─── DATA PROVIDED ───
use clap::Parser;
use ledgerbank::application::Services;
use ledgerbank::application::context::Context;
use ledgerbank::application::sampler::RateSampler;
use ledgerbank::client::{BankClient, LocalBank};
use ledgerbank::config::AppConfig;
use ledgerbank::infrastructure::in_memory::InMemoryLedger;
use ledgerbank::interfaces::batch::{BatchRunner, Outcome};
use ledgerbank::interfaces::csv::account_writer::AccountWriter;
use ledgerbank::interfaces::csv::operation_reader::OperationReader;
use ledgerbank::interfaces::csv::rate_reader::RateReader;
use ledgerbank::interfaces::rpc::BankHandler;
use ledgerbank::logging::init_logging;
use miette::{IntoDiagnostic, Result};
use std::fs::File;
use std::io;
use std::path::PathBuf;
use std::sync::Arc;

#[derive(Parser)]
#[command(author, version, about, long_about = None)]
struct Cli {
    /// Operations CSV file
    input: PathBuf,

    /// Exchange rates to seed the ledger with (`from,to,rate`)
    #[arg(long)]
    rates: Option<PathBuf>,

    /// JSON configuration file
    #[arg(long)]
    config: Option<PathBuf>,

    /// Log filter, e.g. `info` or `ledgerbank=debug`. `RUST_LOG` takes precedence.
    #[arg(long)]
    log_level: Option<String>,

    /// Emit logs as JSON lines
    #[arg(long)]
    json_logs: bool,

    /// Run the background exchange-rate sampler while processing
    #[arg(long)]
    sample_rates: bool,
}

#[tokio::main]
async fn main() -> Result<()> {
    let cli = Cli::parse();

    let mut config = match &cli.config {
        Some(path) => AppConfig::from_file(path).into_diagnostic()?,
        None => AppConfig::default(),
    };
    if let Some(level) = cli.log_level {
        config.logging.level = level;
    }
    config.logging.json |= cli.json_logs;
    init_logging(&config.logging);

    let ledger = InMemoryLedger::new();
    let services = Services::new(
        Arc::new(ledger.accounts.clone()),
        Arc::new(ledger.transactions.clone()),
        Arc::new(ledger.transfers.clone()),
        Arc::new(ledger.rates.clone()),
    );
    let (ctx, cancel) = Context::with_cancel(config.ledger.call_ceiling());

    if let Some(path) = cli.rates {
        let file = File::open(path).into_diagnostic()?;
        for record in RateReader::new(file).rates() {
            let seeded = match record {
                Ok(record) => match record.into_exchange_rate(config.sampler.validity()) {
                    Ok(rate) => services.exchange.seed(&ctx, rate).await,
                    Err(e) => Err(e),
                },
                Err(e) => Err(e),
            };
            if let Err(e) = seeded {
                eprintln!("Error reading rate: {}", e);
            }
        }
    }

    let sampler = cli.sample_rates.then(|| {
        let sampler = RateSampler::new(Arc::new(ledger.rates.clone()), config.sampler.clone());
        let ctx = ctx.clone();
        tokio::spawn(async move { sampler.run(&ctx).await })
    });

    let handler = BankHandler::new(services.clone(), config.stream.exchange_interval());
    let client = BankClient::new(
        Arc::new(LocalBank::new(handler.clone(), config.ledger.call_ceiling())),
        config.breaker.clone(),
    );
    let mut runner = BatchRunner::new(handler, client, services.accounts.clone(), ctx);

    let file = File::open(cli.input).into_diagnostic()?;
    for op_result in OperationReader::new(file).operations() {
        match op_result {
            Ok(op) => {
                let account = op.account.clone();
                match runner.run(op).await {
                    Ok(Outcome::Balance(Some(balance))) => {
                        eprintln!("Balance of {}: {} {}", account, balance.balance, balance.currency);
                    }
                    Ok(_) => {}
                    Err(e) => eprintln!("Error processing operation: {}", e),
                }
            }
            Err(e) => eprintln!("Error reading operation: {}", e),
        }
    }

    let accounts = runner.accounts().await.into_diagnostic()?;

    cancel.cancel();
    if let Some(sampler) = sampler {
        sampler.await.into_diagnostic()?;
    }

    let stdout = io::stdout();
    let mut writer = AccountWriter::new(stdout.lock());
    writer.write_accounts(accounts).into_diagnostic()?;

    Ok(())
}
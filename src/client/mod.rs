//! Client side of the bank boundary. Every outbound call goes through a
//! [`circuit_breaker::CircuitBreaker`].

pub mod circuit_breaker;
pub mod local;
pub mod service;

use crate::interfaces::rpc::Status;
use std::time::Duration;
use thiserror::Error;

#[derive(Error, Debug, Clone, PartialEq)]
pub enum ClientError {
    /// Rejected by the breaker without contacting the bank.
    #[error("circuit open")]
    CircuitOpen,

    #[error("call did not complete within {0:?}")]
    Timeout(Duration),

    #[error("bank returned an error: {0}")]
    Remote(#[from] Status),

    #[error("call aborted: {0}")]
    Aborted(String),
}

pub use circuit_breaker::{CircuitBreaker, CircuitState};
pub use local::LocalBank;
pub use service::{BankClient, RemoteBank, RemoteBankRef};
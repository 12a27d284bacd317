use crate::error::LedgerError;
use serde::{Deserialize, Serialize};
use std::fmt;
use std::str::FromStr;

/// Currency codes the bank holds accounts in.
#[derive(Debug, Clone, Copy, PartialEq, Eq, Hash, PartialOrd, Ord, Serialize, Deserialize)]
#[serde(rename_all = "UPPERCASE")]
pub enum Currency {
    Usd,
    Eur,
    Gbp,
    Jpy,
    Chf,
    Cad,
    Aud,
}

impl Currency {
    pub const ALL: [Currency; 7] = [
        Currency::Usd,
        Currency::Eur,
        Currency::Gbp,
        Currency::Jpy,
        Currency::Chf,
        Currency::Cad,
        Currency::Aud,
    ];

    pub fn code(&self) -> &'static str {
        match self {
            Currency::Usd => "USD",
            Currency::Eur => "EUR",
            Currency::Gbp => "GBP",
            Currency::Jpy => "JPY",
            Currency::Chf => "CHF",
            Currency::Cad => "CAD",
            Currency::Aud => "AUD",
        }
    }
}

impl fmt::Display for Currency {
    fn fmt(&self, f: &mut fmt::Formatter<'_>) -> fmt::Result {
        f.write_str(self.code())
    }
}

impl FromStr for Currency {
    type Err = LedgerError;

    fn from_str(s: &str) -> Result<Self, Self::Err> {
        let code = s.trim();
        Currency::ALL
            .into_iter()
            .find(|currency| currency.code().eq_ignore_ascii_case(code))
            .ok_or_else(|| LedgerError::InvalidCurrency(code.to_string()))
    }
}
───
§ **EXERCISE PROMPT**
Repeat what the records above say. Use their exact words.

§ **RESPONSE TO THE TASK**
use clap::Parser;
use ledgerbank::application::Services;
use ledgerbank::application::context::Context;
use ledgerbank::application::sampler::RateSampler;
use ledgerbank::client::{BankClient, LocalBank};
use ledgerbank::config::AppConfig;
use ledgerbank::infrastructure::in_memory::InMemoryLedger;
use ledgerbank::interfaces::batch::{BatchRunner, Outcome};
use ledgerbank::interfaces::csv::account_writer::AccountWriter;
use ledgerbank::interfaces::csv::operation_reader::OperationReader;
use ledgerbank::interfaces::csv::rate_reader::RateReader;
use ledgerbank::interfaces::rpc::BankHandler;
use ledgerbank::logging::init_logging;
use miette::{IntoDiagnostic, Result};
use std::fs::File;
use std::io;
use std::path::PathBuf;
use std::sync::Arc;

#[derive(Parser)]
#[command(author, version, about, long_about = None)]
struct Cli {
    /// Operations CSV file
    input: PathBuf,

    /// Exchange rates to seed the ledger with (`from,to,rate`)
    #[arg(long)]
    rates: Option<PathBuf>,

    /// JSON configuration file
    #[arg(long)]
    config: Option<PathBuf>,

    /// Log filter, e.g. `info` or `ledgerbank=debug`. `RUST_LOG` takes precedence.
    #[arg(long)]
    log_level: Option<String>,

    /// Emit logs as JSON lines
    #[arg(long)]
    json_logs: bool,

    /// Run the background exchange-rate sampler while processing
    #[arg(long)]
    sample_rates: bool,
}

#[tokio::main]
async fn main() -> Result<()> {
    let cli = Cli::parse();

    let mut config = match &cli.config {
        Some(path) => AppConfig::from_file(path).into_diagnostic()?,
        None => AppConfig::default(),
    };
    if let Some(level) = cli.log_level {
        config.logging.level = level;
    }
    config.logging.json |= cli.json_logs;
    init_logging(&config.logging);

    let ledger = InMemoryLedger::new();
    let services = Services::new(
        Arc::new(ledger.accounts.clone()),
        Arc::new(ledger.transactions.clone()),
        Arc::new(ledger.transfers.clone()),
        Arc::new(ledger.rates.clone()),
    );
    let (ctx, cancel) = Context::with_cancel(config.ledger.call_ceiling());

    if let Some(path) = cli.rates {
        let file = File::open(path).into_diagnostic()?;
        for record in RateReader::new(file).rates() {
            let seeded = match record {
                Ok(record) => match record.into_exchange_rate(config.sampler.validity()) {
                    Ok(rate) => services.exchange.seed(&ctx, rate).await,
                    Err(e) => Err(e),
                },
                Err(e) => Err(e),
            };
            if let Err(e) = seeded {
                eprintln!("Error reading rate: {}", e);
            }
        }
    }

    let sampler = cli.sample_rates.then(|| {
        let sampler = RateSampler::new(Arc::new(ledger.rates.clone()), config.sampler.clone());
        let ctx = ctx.clone();
        tokio::spawn(async move { sampler.run(&ctx).await })
    });

    let handler = BankHandler::new(services.clone(), config.stream.exchange_interval());
    let client = BankClient::new(
        Arc::new(LocalBank::new(handler.clone(), config.ledger.call_ceiling())),
        config.breaker.clone(),
    );
    let mut runner = BatchRunner::new(handler, client, services.accounts.clone(), ctx);

    let file = File::open(cli.input).into_diagnostic()?;
    for op_result in OperationReader::new(file).operations() {
        match op_result {
            Ok(op) => {
                let account = op.account.clone();
                match runner.run(op).await {
                    Ok(Outcome::Balance(Some(balance))) => {
                        eprintln!("Balance of {}: {} {}", account, balance.balance, balance.currency);
                    }
                    Ok(_) => {}
                    Err(e) => eprintln!("Error processing operation: {}", e),
                }
            }
            Err(e) => eprintln!("Error reading operation: {}", e),
        }
    }

    let accounts = runner.accounts().await.into_diagnostic()?;

    cancel.cancel();
    if let Some(sampler) = sampler {
        sampler.await.into_diagnostic()?;
    }

    let stdout = io::stdout();
    let mut writer = AccountWriter::new(stdout.lock());
    writer.write_accounts(accounts).into_diagnostic()?;

    Ok(())
}
filename src/client/mod.rs
//! Client side of the bank boundary. Every outbound call goes through a
//! [`circuit_breaker::CircuitBreaker`].

pub mod circuit_breaker;
pub mod local;
pub mod service;

use crate::interfaces::rpc::Status;
use std::time::Duration;
use thiserror::Error;

#[derive(Error, Debug, Clone, PartialEq)]
pub enum ClientError {
    /// Rejected by the breaker without contacting the bank.
    #[error("circuit open")]
    CircuitOpen,

    #[error("call did not complete within {0:?}")]
    Timeout(Duration),

    #[error("bank returned an error: {0}")]
    Remote(#[from] Status),

    #[error("call aborted: {0}")]
    Aborted(String),
}

pub use circuit_breaker::{CircuitBreaker, CircuitState};
pub use local::LocalBank;
pub use service::{BankClient, RemoteBank, RemoteBankRef};
repository 12a27d284bacd317
use crate::error::LedgerError;
use serde::{Deserialize, Serialize};
use std::fmt;
use std::str::FromStr;

/// Currency codes the bank holds accounts in.
#[derive(Debug, Clone, Copy, PartialEq, Eq, Hash, PartialOrd, Ord, Serialize, Deserialize)]
#[serde(rename_all = "UPPERCASE")]
pub enum Currency {
    Usd,
    Eur,
    Gbp,
    Jpy,
    Chf,
    Cad,
    Aud,
}

impl Currency {
    pub const ALL: [Currency; 7] = [
        Currency::Usd,
        Currency::Eur,
        Currency::Gbp,
        Currency::Jpy,
        Currency::Chf,
        Currency::Cad,
        Currency::Aud,
    ];

    pub fn code(&self) -> &'static str {
        match self {
            Currency::Usd => "USD",
            Currency::Eur => "EUR",
            Currency::Gbp => "GBP",
            Currency::Jpy => "JPY",
            Currency::Chf => "CHF",
            Currency::Cad => "CAD",
            Currency::Aud => "AUD",
        }
    }
}

impl fmt::Display for Currency {
    fn fmt(&self, f: &mut fmt::Formatter<'_>) -> fmt::Result {
        f.write_str(self.code())
    }
}

impl FromStr for Currency {
    type Err = LedgerError;

    fn from_str(s: &str) -> Result<Self, Self::Err> {
        let code = s.trim();
        Currency::ALL
            .into_iter()
            .find(|currency| currency.code().eq_ignore_ascii_case(code))
            .ok_or_else(|| LedgerError::InvalidCurrency(code.to_string()))
    }
}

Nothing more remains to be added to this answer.